Простите за бессвязность этого послания и не оставляйте меня долго без ответа.
Засим, великий пожиратель женщин, желаю вам
Послание одновременно развеселило Мопассана и вывело из себя. Для ответа он выбирает грубоватый тон развеселых лодочников – завсегдатаев «Лягушатни»:
«Мой дорогой Жозеф, мораль вашего письма, очевидно, та, что, раз мы совсем не знаем друг друга, не будем стесняться и поговорим откровенно, как два брата.
И я готов первым подать пример полной откровенности. Мы дошли до такой точки, что можем говорить друг другу „ты“, не правда ли? Итак, я говорю тебе „ты“ и наплевать, если ты недоволен…
…Знаешь ли, для школьного учителя, которому доверено воспитание невинных душ, ты говоришь мне не особенно скромные вещи! Как? Ты ни чуточки не стыдлив? Ни в выборе книг для чтения, ни в своих сочинениях, ни в своих словах, ни в своих поступках, да? Я это предчувствовал.
…И ты полагаешь, что это меня забавляет? И что я смеюсь над публикой? Мой бедный Жозеф, под солнцем нет человека, который скучал бы более меня. Нет ничего, что стоило бы затраты сил или минутного утомления. Я скучаю без передышки, без отдыха и без надежды, потому что ничего не хочу и ничего не жду; что же касается того, чтобы оплакивать обстоятельства, которые я не могу изменить, – с этим я подожду, пока не выживу из ума. Так как мы откровенны друг с другом, то предупреждаю тебя, что это – мое последнее письмо, потому что переписка мне уже начинает надоедать.
К чему продолжать ее? Меня она не забавляет и не обещает ничего приятного в будущем.
У меня нет никакого желания познакомиться с тобой. Я уверен, что ты безобразен, и вдобавок нахожу, что послал тебе уже достаточно автографов вроде этого. Известно ли тебе, что они стоят от десяти до двадцати су за штуку, в зависимости от содержания? У тебя есть по крайней мере два по двадцать су. Счастливчик!
Кроме того, я намереваюсь снова покинуть Париж, так как скучаю в нем гораздо сильнее, чем где-либо. Я поеду в Этрета, чтобы переменить обстановку, а также потому, что в данный момент смогу побыть там в одиночестве.
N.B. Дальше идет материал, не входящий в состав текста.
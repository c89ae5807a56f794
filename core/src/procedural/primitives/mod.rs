//! Procedural mesh primitives
//!
//! Every generator is centered on the local origin and validates its shape
//! parameters before emitting anything.

mod complex;
mod simple;
mod sphere;

pub use complex::{
    CAPSULE_RINGS, CAPSULE_SEGMENTS, RIM_SEGMENTS, generate_capsule, generate_capsule_banded,
    generate_cone, generate_cylinder,
};
pub use simple::{generate_crosshairs, generate_cuboid, generate_plane, generate_wire_cuboid};
pub use sphere::{
    MAX_SPHERE_SUBDIVISIONS, SPHERE_SUBDIVISIONS, generate_sphere, generate_sphere_subdivided,
};
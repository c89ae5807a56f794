//! Procedural mesh generation
//!
//! Generators for common 3D primitives with proper normals, written against
//! the [`MeshBuilder`] / [`MeshBuilderUV`] / [`LineBuilder`] traits so they can
//! fill any vertex container. [`MeshData`] is the flat, attribute-major
//! container used by the rest of the crate:
//! - positions and normals: 3 floats per vertex
//! - texture coordinates: 2 floats per vertex
//! - tangents: 4 floats per vertex (xyz + handedness)

mod export;
mod primitives;
mod primitives_tangent;
mod types;


pub use types::{
    Attribute, LineBuilder, MeshBuilder, MeshBuilderUV, MeshData, Topology, VertexSink,
};
pub(crate) use types::check_indices;

// Re-export OBJ export
pub use export::{obj_string, write_obj};

// Re-export primitives
pub use primitives::{
    CAPSULE_RINGS, CAPSULE_SEGMENTS, MAX_SPHERE_SUBDIVISIONS, RIM_SEGMENTS, SPHERE_SUBDIVISIONS,
    generate_capsule, generate_capsule_banded, generate_cone, generate_crosshairs, generate_cuboid,
    generate_cylinder, generate_plane, generate_sphere, generate_sphere_subdivided,
    generate_wire_cuboid,
};

// Re-export tangent primitives (for normal mapping)
pub use primitives_tangent::{generate_cuboid_tangent, generate_plane_tangent};
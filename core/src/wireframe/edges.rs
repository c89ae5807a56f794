//! Edge extraction and interior-edge detection

use glam::{Mat3, Vec3};
use hashbrown::HashSet;
use tracing::trace;

/// Relative tolerance for the coplanarity and colinearity tests
const TOLERANCE: f32 = 10.0 * f32::EPSILON;

/// Undirected edge, stored as `(min, max)`
#[derive(Debug, Clone, Copy, PartialEq, Eq, Hash, PartialOrd, Ord)]
pub struct Edge(u32, u32);

impl Edge {
    /// Canonicalize an edge so that `(a, b)` and `(b, a)` compare equal
    pub fn new(a: u32, b: u32) -> Self {
        if a <= b { Self(a, b) } else { Self(b, a) }
    }

    pub fn first(self) -> u32 {
        self.0
    }

    pub fn second(self) -> u32 {
        self.1
    }

    fn is_loop(self) -> bool {
        self.0 == self.1
    }
}

/// Ordered set of unique edges (first-seen order)
#[derive(Debug, Default)]
pub(crate) struct EdgeSet {
    seen: HashSet<Edge>,
    order: Vec<Edge>,
}

impl EdgeSet {
    /// Insert an edge; self-loops and repeats are ignored
    pub fn insert(&mut self, edge: Edge) {
        if !edge.is_loop() && self.seen.insert(edge) {
            self.order.push(edge);
        }
    }

    /// Edges of every triangle in an index list
    pub fn from_triangles(indices: &[u32]) -> Self {
        let mut set = Self::default();
        for tri in indices.chunks_exact(3) {
            set.insert(Edge::new(tri[0], tri[1]));
            set.insert(Edge::new(tri[1], tri[2]));
            set.insert(Edge::new(tri[2], tri[0]));
        }
        set
    }

    /// Edges of every segment in a line list
    pub fn from_lines(indices: &[u32]) -> Self {
        let mut set = Self::default();
        for line in indices.chunks_exact(2) {
            set.insert(Edge::new(line[0], line[1]));
        }
        set
    }

    pub fn len(&self) -> usize {
        self.order.len()
    }

    /// Flatten into a line index buffer, skipping `cancelled` edges
    pub fn into_line_indices(self, cancelled: &HashSet<Edge>) -> Vec<u32> {
        self.order
            .into_iter()
            .filter(|edge| !cancelled.contains(edge))
            .flat_map(|edge| [edge.0, edge.1])
            .collect()
    }
}

/// Find edges shared by two coplanar triangles
///
/// Every pair of triangles is tested (quadratic in the triangle count). A pair
/// qualifies when both of the second triangle's edge vectors lie in the first
/// triangle's plane and exactly one edge of each coincides with an edge of the
/// other. That shared edge is a diagonal inside a flat polygon, not an outline.
pub(crate) fn interior_edges(positions: &[f32], indices: &[u32]) -> HashSet<Edge> {
    let position = |i: u32| {
        let i = i as usize * 3;
        Vec3::new(positions[i], positions[i + 1], positions[i + 2])
    };

    let triangles: Vec<[u32; 3]> = indices
        .chunks_exact(3)
        .map(|tri| [tri[0], tri[1], tri[2]])
        .collect();
    let corners: Vec<[Vec3; 3]> = triangles
        .iter()
        .map(|tri| [position(tri[0]), position(tri[1]), position(tri[2])])
        .collect();

    let mut cancelled = HashSet::new();

    for a in 0..triangles.len() {
        for b in (a + 1)..triangles.len() {
            if !coplanar(&corners[a], &corners[b]) {
                continue;
            }

            let mut shared = None;
            let mut matches = 0;
            for ea in 0..3 {
                let (pa, qa) = (corners[a][ea], corners[a][(ea + 1) % 3]);
                for eb in 0..3 {
                    let (pb, qb) = (corners[b][eb], corners[b][(eb + 1) % 3]);
                    if segments_coincide(pa, qa, pb, qb) {
                        matches += 1;
                        shared = Some((
                            Edge::new(triangles[a][ea], triangles[a][(ea + 1) % 3]),
                            Edge::new(triangles[b][eb], triangles[b][(eb + 1) % 3]),
                        ));
                    }
                }
            }

            if matches == 1 {
                if let Some((edge_a, edge_b)) = shared {
                    trace!(a, b, ?edge_a, "cancelling shared coplanar edge");
                    cancelled.insert(edge_a);
                    cancelled.insert(edge_b);
                }
            }
        }
    }

    cancelled
}

/// Both edge vectors of `b` lie in the plane spanned by the edge vectors of `a`
fn coplanar(a: &[Vec3; 3], b: &[Vec3; 3]) -> bool {
    let a1 = a[1] - a[0];
    let a2 = a[2] - a[0];
    let b1 = b[1] - b[0];
    let b2 = b[2] - b[0];
    near_zero_det(a1, a2, b1) && near_zero_det(a1, a2, b2)
}

fn near_zero_det(x: Vec3, y: Vec3, z: Vec3) -> bool {
    let det = Mat3::from_cols(x, y, z).determinant();
    det.abs() <= TOLERANCE * x.length() * y.length() * z.length()
}

/// The segments `p-q` and `r-s` are colinear and each contains the other
fn segments_coincide(p: Vec3, q: Vec3, r: Vec3, s: Vec3) -> bool {
    contains(p, q, r) && contains(p, q, s) && contains(r, s, p) && contains(r, s, q)
}

/// `x` lies on segment `p-q`
fn contains(p: Vec3, q: Vec3, x: Vec3) -> bool {
    let d = q - p;
    let len_sq = d.length_squared();
    if len_sq == 0.0 {
        return false;
    }

    let offset = x - p;
    if d.cross(offset).length() > TOLERANCE * d.length() * offset.length() {
        return false;
    }

    let t = offset.dot(d) / len_sq;
    (-TOLERANCE..=1.0 + TOLERANCE).contains(&t)
}

#[cfg(test)]
mod tests {
    use super::*;

    // Unit square split along the 0-2 diagonal
    const SQUARE: [f32; 12] = [0.0, 0.0, 0.0, 1.0, 0.0, 0.0, 1.0, 1.0, 0.0, 0.0, 1.0, 0.0];

    #[test]
    fn test_edge_is_canonical() {
        assert_eq!(Edge::new(5, 2), Edge::new(2, 5));
        assert_eq!(Edge::new(5, 2).first(), 2);
        assert_eq!(Edge::new(5, 2).second(), 5);
    }

    #[test]
    fn test_shared_edges_collapse() {
        let set = EdgeSet::from_triangles(&[0, 1, 2, 0, 2, 3]);
        assert_eq!(set.len(), 5);
    }

    #[test]
    fn test_self_loops_dropped() {
        let set = EdgeSet::from_lines(&[0, 0, 0, 1, 1, 0]);
        assert_eq!(set.len(), 1);
    }

    #[test]
    fn test_square_diagonal_is_interior() {
        let cancelled = interior_edges(&SQUARE, &[0, 1, 2, 0, 2, 3]);
        assert_eq!(cancelled.len(), 1);
        assert!(cancelled.contains(&Edge::new(0, 2)));
    }

    #[test]
    fn test_folded_triangles_keep_shared_edge() {
        // Second triangle rotated out of the XY plane around the diagonal
        let positions = [
            0.0, 0.0, 0.0, 1.0, 0.0, 0.0, 1.0, 1.0, 0.0, 0.0, 1.0, 1.0,
        ];
        let cancelled = interior_edges(&positions, &[0, 1, 2, 0, 2, 3]);
        assert!(cancelled.is_empty());
    }

    #[test]
    fn test_parallel_disjoint_triangles_share_nothing() {
        let positions = [
            0.0, 0.0, 0.0, 1.0, 0.0, 0.0, 0.0, 1.0, 0.0, // z = 0
            0.0, 0.0, 1.0, 1.0, 0.0, 1.0, 0.0, 1.0, 1.0, // z = 1
        ];
        let cancelled = interior_edges(&positions, &[0, 1, 2, 3, 4, 5]);
        assert!(cancelled.is_empty());
    }

    #[test]
    fn test_partial_overlap_is_not_coincident() {
        let p = Vec3::ZERO;
        let q = Vec3::new(2.0, 0.0, 0.0);
        assert!(!segments_coincide(p, q, p, Vec3::X));
        assert!(segments_coincide(p, q, q, p));
    }
}
//! Meshkit CLI - Procedural mesh generator
//!
//! # Commands
//!
//! - `meshkit init` - Create a new meshkit.toml manifest
//! - `meshkit generate` - Build a single primitive and write it to a file
//! - `meshkit batch` - Build every mesh listed in a manifest
//!
//! # Usage
//!
//! ```bash
//! # One capsule as OBJ
//! meshkit generate capsule --radius 0.5 --height 1.0 -o capsule.obj
//!
//! # Debug outline of a cuboid, quads drawn without their diagonals
//! meshkit generate cuboid --size 1 2 1 --wireframe --de-triangulate -o crate.json
//!
//! # Everything in meshkit.toml
//! meshkit batch
//! ```
//!
//! # Manifest (meshkit.toml)
//!
//! ```toml
//! [output]
//! dir = "out"
//! format = "obj"
//!
//! [[mesh]]
//! name = "crate"
//! shape = "cuboid"
//! size = [1.0, 2.0, 1.0]
//! tangents = true
//! ```

mod batch;
mod generate;
mod init;
mod manifest;
mod shape;

use anyhow::Result;
use clap::{Parser, Subcommand};
use tracing_subscriber::EnvFilter;

/// Meshkit CLI - Procedural mesh generator
#[derive(Parser)]
#[command(name = "meshkit")]
#[command(about = "Generate procedural meshes as OBJ or JSON")]
#[command(version)]
struct Cli {
    /// Log at debug level unless RUST_LOG says otherwise
    #[arg(short, long, global = true)]
    verbose: bool,

    #[command(subcommand)]
    command: Commands,
}

#[derive(Subcommand)]
enum Commands {
    /// Create a new meshkit.toml manifest
    Init(init::InitArgs),

    /// Build a single primitive and write it to a file
    Generate(generate::GenerateArgs),

    /// Build every mesh listed in a manifest
    Batch(batch::BatchArgs),
}

fn main() -> Result<()> {
    let cli = Cli::parse();

    // Initialize logging
    let default_level = if cli.verbose { "debug" } else { "info" };
    tracing_subscriber::fmt()
        .with_env_filter(
            EnvFilter::try_from_default_env().unwrap_or_else(|_| EnvFilter::new(default_level)),
        )
        .init();

    match cli.command {
        Commands::Init(args) => init::execute(args),
        Commands::Generate(args) => generate::execute(args),
        Commands::Batch(args) => {
            batch::execute(args)?;
            Ok(())
        }
    }
}
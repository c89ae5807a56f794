//! Wavefront OBJ export
//!
//! Writes positions, texture coordinates and normals with a shared 1-based
//! index, so every face corner uses the same number for all three.

use std::fmt::Write as _;
use std::fs::File;
use std::io::{BufWriter, Write};
use std::path::Path;

use super::types::{MeshData, Topology};

/// Render a mesh as OBJ text
///
/// Triangle meshes produce `f` records (`a/a/a`, `a//a`, `a/a` or `a` depending
/// on which attributes are present); line meshes produce `l` records.
pub fn obj_string(mesh: &MeshData, name: &str) -> String {
    let mut out = String::new();
    // Writing into a String cannot fail
    let _ = write_obj_records(&mut out, mesh, name);
    out
}

/// Write a mesh to an OBJ file
pub fn write_obj(mesh: &MeshData, path: &Path, name: &str) -> std::io::Result<()> {
    let mut writer = BufWriter::new(File::create(path)?);
    writer.write_all(obj_string(mesh, name).as_bytes())?;
    writer.flush()
}

fn write_obj_records(out: &mut String, mesh: &MeshData, name: &str) -> std::fmt::Result {
    writeln!(out, "# meshkit OBJ export")?;
    writeln!(
        out,
        "# {} vertices, {} indices",
        mesh.vertex_count(),
        mesh.indices.len()
    )?;
    writeln!(out, "o {name}")?;

    for p in mesh.positions.chunks_exact(3) {
        writeln!(out, "v {} {} {}", p[0], p[1], p[2])?;
    }
    for uv in mesh.texture_coords.chunks_exact(2) {
        writeln!(out, "vt {} {}", uv[0], uv[1])?;
    }
    for n in mesh.normals.chunks_exact(3) {
        writeln!(out, "vn {} {} {}", n[0], n[1], n[2])?;
    }

    match mesh.topology {
        Topology::Triangles => {
            let corner = |i: u32| {
                let i = i + 1;
                match (mesh.has_texture_coords(), mesh.has_normals()) {
                    (true, true) => format!("{i}/{i}/{i}"),
                    (false, true) => format!("{i}//{i}"),
                    (true, false) => format!("{i}/{i}"),
                    (false, false) => i.to_string(),
                }
            };
            for tri in mesh.indices.chunks_exact(3) {
                writeln!(
                    out,
                    "f {} {} {}",
                    corner(tri[0]),
                    corner(tri[1]),
                    corner(tri[2])
                )?;
            }
        }
        Topology::Lines => {
            for line in mesh.indices.chunks_exact(2) {
                writeln!(out, "l {} {}", line[0] + 1, line[1] + 1)?;
            }
        }
    }

    Ok(())
}
//! Meshkit Core - procedural meshes for GPU vertex buffers
//!
//! This crate generates and post-processes meshes as flat, attribute-major
//! buffers ready for upload by a graphics layer. It has no GPU, windowing or
//! file-format dependencies beyond OBJ export.
//!
//! # Architecture
//!
//! - [`procedural`] - [`MeshData`], builder traits and primitive generators
//! - [`surface`] - Vertex normal and tangent synthesis
//! - [`wireframe`] - Triangle-to-line reduction for debug rendering
//!
//! Every function is a pure transformation over caller-owned buffers; there is
//! no global state, so calls on disjoint meshes may run on any thread.
//!
//! # Example
//! ```no_run
//! use meshkit_core::*;
//!
//! let mut mesh: MeshData = generate_cuboid(1.0, 2.0, 1.0)?;
//! mesh.generate_tangents()?;
//!
//! let mut outline = mesh.clone();
//! outline.to_wireframe(true)?;
//! assert_eq!(outline.line_count(), 12);
//! # Ok::<(), GeometryError>(())
//! ```

pub mod error;
pub mod procedural;
pub mod surface;
pub mod wireframe;

pub use error::GeometryError;

// Re-export mesh types and generators
pub use procedural::{
    Attribute, LineBuilder, MeshBuilder, MeshBuilderUV, MeshData, Topology, VertexSink,
    generate_capsule, generate_capsule_banded, generate_cone, generate_crosshairs,
    generate_cuboid, generate_cuboid_tangent, generate_cylinder, generate_plane,
    generate_plane_tangent, generate_sphere, generate_sphere_subdivided, generate_wire_cuboid,
    obj_string, write_obj,
};

// Re-export attribute synthesis
pub use surface::{generate_normals, generate_tangents};

// Re-export wireframe reduction
pub use wireframe::{Edge, reduce_lines, to_wireframe, weld_vertices};
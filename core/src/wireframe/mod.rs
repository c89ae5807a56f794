//! Wireframe reduction
//!
//! Turns an indexed triangle list into an indexed line list for debug
//! rendering:
//! 1. weld vertices with identical positions ([`weld_vertices`])
//! 2. collect each undirected edge once
//! 3. optionally drop diagonals shared by coplanar neighbour triangles, so
//!    quads and other flat polygons are drawn by their outline only
//!
//! Both the welding and the de-triangulation scan are meant for
//! debug-visualization sizes, not production assets.

mod edges;
mod weld;

pub use edges::Edge;
pub use weld::weld_vertices;

use tracing::debug;

use crate::error::GeometryError;
use crate::procedural::{Topology, check_indices};
use edges::{EdgeSet, interior_edges};
use weld::weld;
use hashbrown::HashSet;

/// Reduce a mesh to a line mesh in place
///
/// `topology` describes `indices` on entry. Triangle lists are welded, edge
/// deduplicated and optionally de-triangulated; line lists (such as the output
/// of an earlier call) go through [`reduce_lines`], so reducing twice yields the
/// same buffers. On return `positions` holds the welded vertices and `indices`
/// holds line pairs.
pub fn to_wireframe(
    positions: &mut Vec<f32>,
    indices: &mut Vec<u32>,
    topology: Topology,
    de_triangulate: bool,
) -> Result<(), GeometryError> {
    if topology == Topology::Lines {
        return reduce_lines(positions, indices);
    }
    check_input(positions, indices, Topology::Triangles)?;

    let welded = weld(positions, indices);
    let edges = EdgeSet::from_triangles(indices);
    let edge_count = edges.len();

    let cancelled = if de_triangulate {
        interior_edges(positions, indices)
    } else {
        HashSet::new()
    };

    *indices = edges.into_line_indices(&cancelled);

    debug!(
        welded,
        edges = edge_count,
        cancelled = edge_count - indices.len() / 2,
        "triangle mesh reduced to lines"
    );
    Ok(())
}

/// Weld and deduplicate an existing line mesh in place
pub fn reduce_lines(positions: &mut Vec<f32>, indices: &mut Vec<u32>) -> Result<(), GeometryError> {
    check_input(positions, indices, Topology::Lines)?;

    let welded = weld(positions, indices);
    let edges = EdgeSet::from_lines(indices);
    *indices = edges.into_line_indices(&HashSet::new());

    debug!(welded, edges = indices.len() / 2, "line mesh reduced");
    Ok(())
}

fn check_input(positions: &[f32], indices: &[u32], topology: Topology) -> Result<(), GeometryError> {
    if positions.len() % 3 != 0 {
        return Err(GeometryError::BufferLength {
            attribute: crate::procedural::Attribute::Positions,
            len: positions.len(),
            expected: positions.len() - positions.len() % 3,
            stride: 3,
        });
    }
    check_indices(indices, topology, positions.len() / 3)
}
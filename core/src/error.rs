//! Error type shared by generators, attribute synthesis and wireframe reduction

use crate::procedural::{Attribute, Topology};

/// Errors reported by the geometry core
///
/// Malformed geometry that is structurally valid (NaN positions, zero-area
/// triangles) is not detected; only shape parameters and buffer shapes are
/// checked.
#[derive(Debug, Clone, PartialEq, thiserror::Error)]
pub enum GeometryError {
    /// A shape parameter is non-finite or outside its allowed range
    #[error("{generator}: invalid {parameter} {value} ({reason})")]
    InvalidArgument {
        generator: &'static str,
        parameter: &'static str,
        value: f32,
        reason: &'static str,
    },

    /// An operation needs an attribute buffer that is empty
    #[error("missing {0} buffer")]
    MissingAttribute(Attribute),

    /// A flat buffer does not hold a whole number of elements, or its element
    /// count differs from the position buffer's
    #[error("{attribute} buffer has {len} floats, expected {expected} (stride {stride})")]
    BufferLength {
        attribute: Attribute,
        len: usize,
        expected: usize,
        stride: usize,
    },

    /// An index refers past the end of the vertex buffers
    #[error("index {index} out of range for {vertex_count} vertices")]
    IndexOutOfRange { index: u32, vertex_count: usize },

    /// Index buffer length is not a multiple of the primitive arity
    #[error("{len} indices do not form whole {primitive:?} primitives")]
    IndexCount { len: usize, primitive: Topology },

    /// Operation is only defined for the other topology
    #[error("expected {expected:?} topology, found {found:?}")]
    TopologyMismatch { expected: Topology, found: Topology },
}

/// Reject non-finite or non-positive shape parameters
pub(crate) fn require_positive(
    generator: &'static str,
    parameter: &'static str,
    value: f32,
) -> Result<f32, GeometryError> {
    if value.is_finite() && value > 0.0 {
        Ok(value)
    } else {
        tracing::warn!("{generator}: {parameter} must be finite and > 0.0, got {value}");
        Err(GeometryError::InvalidArgument {
            generator,
            parameter,
            value,
            reason: "must be finite and > 0.0",
        })
    }
}

/// Reject non-finite or negative shape parameters
pub(crate) fn require_non_negative(
    generator: &'static str,
    parameter: &'static str,
    value: f32,
) -> Result<f32, GeometryError> {
    if value.is_finite() && value >= 0.0 {
        Ok(value)
    } else {
        tracing::warn!("{generator}: {parameter} must be finite and >= 0.0, got {value}");
        Err(GeometryError::InvalidArgument {
            generator,
            parameter,
            value,
            reason: "must be finite and >= 0.0",
        })
    }
}
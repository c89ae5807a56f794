//! Per-vertex tangents for normal mapping

use glam::Vec3;
use tracing::debug;

use super::{element_count, expect_aligned, vec2_at, vec3_at};
use crate::error::GeometryError;
use crate::procedural::{Attribute, Topology, check_indices};

/// Compute per-vertex tangents for an indexed triangle list
///
/// # Arguments
/// * `positions` - stride 3
/// * `normals` - stride 3, index-aligned with positions
/// * `texture_coords` - stride 2, index-aligned with positions
/// * `indices` - triangle list
///
/// # Returns
/// Flat tangent buffer (stride 4): `(x, y, z, handedness)`, where handedness
/// is exactly `-1.0` or `1.0` and the bitangent is
/// `handedness * cross(normal, tangent)`.
///
/// # Tangent Calculation
/// For each triangle, the derivatives of position with respect to U and V are
/// solved from the two edge vectors and their UV deltas, and summed into each
/// vertex. Per vertex, the U derivative is Gram-Schmidt orthogonalized against
/// the normal; handedness is the sign of `dot(dV, cross(n, dU))`, taken before
/// orthogonalization, with zero counting as positive.
///
/// Triangles whose UV mapping is degenerate (zero determinant) are ignored.
/// A vertex left without a usable U direction gets an arbitrary unit vector
/// perpendicular to its normal.
pub fn generate_tangents(
    positions: &[f32],
    normals: &[f32],
    texture_coords: &[f32],
    indices: &[u32],
) -> Result<Vec<f32>, GeometryError> {
    let vertex_count = element_count(Attribute::Positions, positions)?;
    expect_aligned(Attribute::Normals, normals, vertex_count)?;
    expect_aligned(Attribute::TextureCoords, texture_coords, vertex_count)?;
    check_indices(indices, Topology::Triangles, vertex_count)?;

    let mut du_sum = vec![Vec3::ZERO; vertex_count];
    let mut dv_sum = vec![Vec3::ZERO; vertex_count];
    let mut skipped = 0usize;

    for tri in indices.chunks_exact(3) {
        let [i0, i1, i2] = [tri[0] as usize, tri[1] as usize, tri[2] as usize];

        let p0 = vec3_at(positions, i0);
        let edge1 = vec3_at(positions, i1) - p0;
        let edge2 = vec3_at(positions, i2) - p0;

        let uv0 = vec2_at(texture_coords, i0);
        let delta_uv1 = vec2_at(texture_coords, i1) - uv0;
        let delta_uv2 = vec2_at(texture_coords, i2) - uv0;

        let det = delta_uv1.x * delta_uv2.y - delta_uv2.x * delta_uv1.y;
        if det == 0.0 || !det.is_finite() {
            skipped += 1;
            continue;
        }
        let r = 1.0 / det;

        let du = (edge1 * delta_uv2.y - edge2 * delta_uv1.y) * r;
        let dv = (edge2 * delta_uv1.x - edge1 * delta_uv2.x) * r;

        for i in [i0, i1, i2] {
            du_sum[i] += du;
            dv_sum[i] += dv;
        }
    }

    let mut tangents = Vec::with_capacity(vertex_count * 4);
    for (i, (du, dv)) in du_sum.into_iter().zip(dv_sum).enumerate() {
        let n = vec3_at(normals, i);

        let orthogonal = du - n * n.dot(du);
        let tangent = if orthogonal.length_squared() > 0.0 {
            orthogonal.normalize()
        } else {
            n.any_orthonormal_vector()
        };

        let handedness = if dv.dot(n.cross(du)) < 0.0 { -1.0 } else { 1.0 };

        tangents.extend_from_slice(&[tangent.x, tangent.y, tangent.z, handedness]);
    }

    debug!(
        vertices = vertex_count,
        degenerate_triangles = skipped,
        "tangents generated"
    );

    Ok(tangents)
}

#[cfg(test)]
mod tests {
    use super::*;
    use glam::Vec4;

    // Unit square in the XY plane, UVs matching XY
    const POSITIONS: [f32; 12] = [0.0, 0.0, 0.0, 1.0, 0.0, 0.0, 1.0, 1.0, 0.0, 0.0, 1.0, 0.0];
    const NORMALS: [f32; 12] = [0.0, 0.0, 1.0, 0.0, 0.0, 1.0, 0.0, 0.0, 1.0, 0.0, 0.0, 1.0];
    const UVS: [f32; 8] = [0.0, 0.0, 1.0, 0.0, 1.0, 1.0, 0.0, 1.0];
    const INDICES: [u32; 6] = [0, 1, 2, 0, 2, 3];

    fn tangent_at(tangents: &[f32], i: usize) -> Vec4 {
        Vec4::from_slice(&tangents[i * 4..i * 4 + 4])
    }

    #[test]
    fn test_square_tangent_follows_u() {
        let tangents = generate_tangents(&POSITIONS, &NORMALS, &UVS, &INDICES).unwrap();
        assert_eq!(tangents.len(), 16);
        for i in 0..4 {
            let t = tangent_at(&tangents, i);
            assert!((t.truncate() - Vec3::X).length() < 1e-6);
            assert_eq!(t.w, 1.0);
        }
    }

    #[test]
    fn test_mirrored_v_flips_handedness() {
        let flipped_uvs = [0.0, 1.0, 1.0, 1.0, 1.0, 0.0, 0.0, 0.0];
        let tangents = generate_tangents(&POSITIONS, &NORMALS, &flipped_uvs, &INDICES).unwrap();
        for i in 0..4 {
            assert_eq!(tangent_at(&tangents, i).w, -1.0);
        }
    }

    #[test]
    fn test_tangent_orthogonalized_against_tilted_normal() {
        let tilted = Vec3::new(0.3, 0.0, 1.0).normalize();
        let normals: Vec<f32> = (0..4).flat_map(|_| tilted.to_array()).collect();
        let tangents = generate_tangents(&POSITIONS, &normals, &UVS, &INDICES).unwrap();
        for i in 0..4 {
            let t = tangent_at(&tangents, i).truncate();
            assert!(t.dot(tilted).abs() < 1e-5);
            assert!((t.length() - 1.0).abs() < 1e-5);
        }
    }

    #[test]
    fn test_degenerate_uvs_fall_back_to_perpendicular() {
        let uvs = [0.5; 8];
        let tangents = generate_tangents(&POSITIONS, &NORMALS, &uvs, &INDICES).unwrap();
        for i in 0..4 {
            let t = tangent_at(&tangents, i);
            assert!(t.truncate().dot(Vec3::Z).abs() < 1e-6);
            assert!((t.truncate().length() - 1.0).abs() < 1e-5);
            assert_eq!(t.w, 1.0);
        }
    }

    #[test]
    fn test_rejects_missing_texture_coords() {
        let result = generate_tangents(&POSITIONS, &NORMALS, &[], &INDICES);
        assert!(matches!(
            result,
            Err(GeometryError::BufferLength {
                attribute: Attribute::TextureCoords,
                len: 0,
                expected: 8,
                ..
            })
        ));
    }
}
Больше всего люблю быть в одиночестве. Так я, по крайней мере, скучаю молча.
Ты спрашиваешь меня, каков мой точный возраст. Так как я родился 5 августа 1850 года, то мне еще нет 34. Это тебя удовлетворяет? Не собираешься ли ты попросить у меня фотографию? Предупреждаю, что не пришлю.
Да, я люблю красивых женщин, но бывают дни, когда они мне страшно противны.
Прощай, старина Жозеф, наше знакомство было очень неполным, очень коротким. Но что делать? Может быть, и к лучшему, что я не видел твоей физии, а ты моей».
Это письмо Мария восприняла как ушат грязной воды, выплеснутый прямо в лицо. Задыхаясь от гнева, она делает запись в своем дневнике 18 апреля 1884 года: «Как я и предвидела, между моим писателем и мною все кончено. Его четвертое письмо грубо и глупо». Но не думайте, что она воздержится от ответа тому невеже, который в ответ на ее булавочные уколы осыпает ее выражениями в стиле ломового извозчика:
«Ваше письмо слишком сильно благоухает. Вовсе не было надобности тратить столько духов, чтобы заставить меня задохнуться. Так вот что вы нашли ответить женщине, виноватой лишь в том, что она проявила неосторожность? Красиво, ничего не скажешь.
Без сомнения, Жозеф во всех отношениях не прав, именно поэтому он и чувствует себя задетым. Но он находился под властью легкомыслия, почерпнутого из ваших книг, как если бы это был напев, от которого никак не можешь избавиться.